Historian Kennedy describes how WWII altered the U.S.

Standing at the podium and surveying the Law School's Levinson Auditorium, renowned historian David M. Kennedy recalled, "I sat in this very room three times a week taking notes, when I was TA-ing for John Blum."

This time, it was Blum (now Sterling Emeritus of History) who was sitting in the audience, part of the near-capacity crowd that had gathered to hear his protégé speak on "A Tale of Three Cities: How the U.S. Won World War II," the latest lecture in the Graduate School's Tercentennial series "In the Company of Scholars."

Kennedy, who earned his Ph.D. in American studies at Yale in 1968, has "been flying under false colors ever since," he admitted. Despite his formal training, he has been a member of the History Department at Stanford University for more than 30 years.

Like Tom Wolfe, who spoke earlier this year in the same lecture series, Kennedy has put his Yale American Studies training to use as an analyst of American culture. Kennedy won the Pulitzer Prize in April 2000 for "Freedom from Fear: The American People in Depression and War, 1929-1945," a massive work of social history. In 1981, Kennedy's "Over Here: The First World War and American Society" was nominated for a Pulitzer. In addition, his 1970 book "Birth Control in America: The Career of Margaret Sanger" was a pioneering work in the field of women's history.

"The trouble with studying history is that it's just one damned thing after another," Kennedy reminded the audience, but his own insights went far beyond a chronological string of events. In his lecture, he showed how a few seemingly minor decisions over the course of six months altered the fate of the U.S. for 50 years.

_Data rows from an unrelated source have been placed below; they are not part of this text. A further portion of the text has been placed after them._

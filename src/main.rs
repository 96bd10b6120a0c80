//! Main application entry point (CLI binary).
//!
//! This is a thin wrapper around the `tech_probe` library that handles:
//! - Command-line argument parsing
//! - Logger initialization
//! - User-facing output formatting
//!
//! All core functionality is implemented in the library crate.

use anyhow::{Context, Result};
use clap::Parser;
use std::io::Write;
use std::process;

use tech_probe::initialization::init_logger;
use tech_probe::{run_analysis, Config};

#[tokio::main]
async fn main() -> Result<()> {
    // Parse command-line arguments into Config
    let config = Config::parse();

    if config.no_color {
        colored::control::set_override(false);
    }

    // Initialize logger based on config
    init_logger(config.log_level.clone().into()).context("Failed to initialize logger")?;

    match run_analysis(&config).await {
        Ok(report) => {
            let stdout = std::io::stdout();
            let mut out = stdout.lock();
            report
                .panel
                .write_to(&mut out)
                .context("Failed to write results")?;
            writeln!(out, "\nAnalyzed in {:.1}s", report.elapsed_seconds)
                .context("Failed to write summary")?;
            if !report.succeeded {
                process::exit(1);
            }
            Ok(())
        }
        Err(e) => {
            eprintln!("tech_probe error: {:#}", e);
            process::exit(1);
        }
    }
}
//! tech_probe library: page technology detection
//!
//! This library inspects a web page for technology signatures (global
//! variable markers, script and stylesheet URLs, CSS attribute markers, meta
//! tags) and guesses which frontend frameworks, backend frameworks, analytics
//! tools, and CMS/e-commerce platforms the page uses.
//!
//! # Example
//!
//! ```no_run
//! use tech_probe::{run_analysis, Config};
//!
//! # #[tokio::main]
//! # async fn main() -> Result<(), Box<dyn std::error::Error>> {
//! let config = Config {
//!     target: "https://example.com".to_string(),
//!     ..Default::default()
//! };
//!
//! let report = run_analysis(&config).await?;
//! report.panel.write_to(&mut std::io::stdout())?;
//! # Ok(())
//! # }
//! ```
//!
//! # Requirements
//!
//! The analysis path is async and requires a Tokio runtime. Use
//! `#[tokio::main]` in your application or ensure you're calling library
//! functions within an async context.

#![warn(missing_docs)]

mod app;
pub mod channel;
pub mod config;
pub mod detection;
mod error_handling;
pub mod fetch;
pub mod initialization;
pub mod prober;
pub mod render;
pub mod signature;
pub mod snapshot;

// Re-export public API
pub use app::{run_analysis, AnalysisReport};
pub use channel::{
    ensure_analyzable, AgentRequest, AgentResponse, AgentSignal, ChannelError, DeliveryChannel,
    PageAgent, ResidentAgent,
};
pub use config::{Config, LogLevel};
pub use detection::{Category, DetectionResult};
pub use error_handling::{ErrorStats, ErrorType, InitializationError};
pub use fetch::{FetchError, FetchMode, FetchedPage, HttpSource, PageSource};
pub use prober::{basic_probe, probe_page, run_probe, ProbeDepth};
pub use render::ResultPanel;
pub use snapshot::{PageSnapshot, ProbeError, SnapshotError};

Calling World War II a "defining event in modern history," Kennedy explained that because of the way the war was fought, the United States became a world superpower.

To emphasize the dramatic changes that the United States went through during the Second World War, he contrasted the political and economic situation in 1940 with the status of the country after the war ended in 1945. In 1940, America was in the 11th year of the Great Depression, with unemployment hovering between 14% and 17%. Fully 45% of white households and an astonishing 95% of African-American households lived in poverty, he recalled. The dominant political mood was isolationist, with stiff tariffs on imported goods and stringently limited immigration.

Pearl Harbor and the ensuing events changed all that, said Kennedy.

After World War II, the United States not only joined the newly formed United Nations, but also the International Monetary Fund and the World Bank and pledged billions of dollars to rebuilding Europe through the Marshall Plan.

"This would have been unthinkable only five years earlier," Kennedy said.

The three cities that altered the destiny of America, according to Kennedy, were Rouens, France; Washington, D.C.; and Stalingrad, U.S.S.R. The crucial six months extended from August 1942 to February 1943.

"How and why the United States fought and won a particular kind of war influenced the course of history," he said. "In those three cities, decisions were made or ratified that set the pattern for what was to follow."

On August 17, 1942, Rouens became the site of the first U.S. strategic bombing attack on Nazi-occupied Europe. The pattern of deep-penetration airborne bombing in the enemy's industrial heartland not only destroyed the Germans' means of waging war, but also demoralized the civilian population. "This is still our preferred strategy," Kennedy noted.

In Washington, the government debated whether or not to maintain the pace and scale of military mobilization undertaken after Pearl Harbor, since to do so would compromise the domestic economy that was struggling to get back on its feet. The decision was made to slow down the mobilization in favor of protecting the economy. That was one reason D-Day was delayed for a full year, and "the United States was the only country in which the civilian standard of living went up during the war, by a full 15%."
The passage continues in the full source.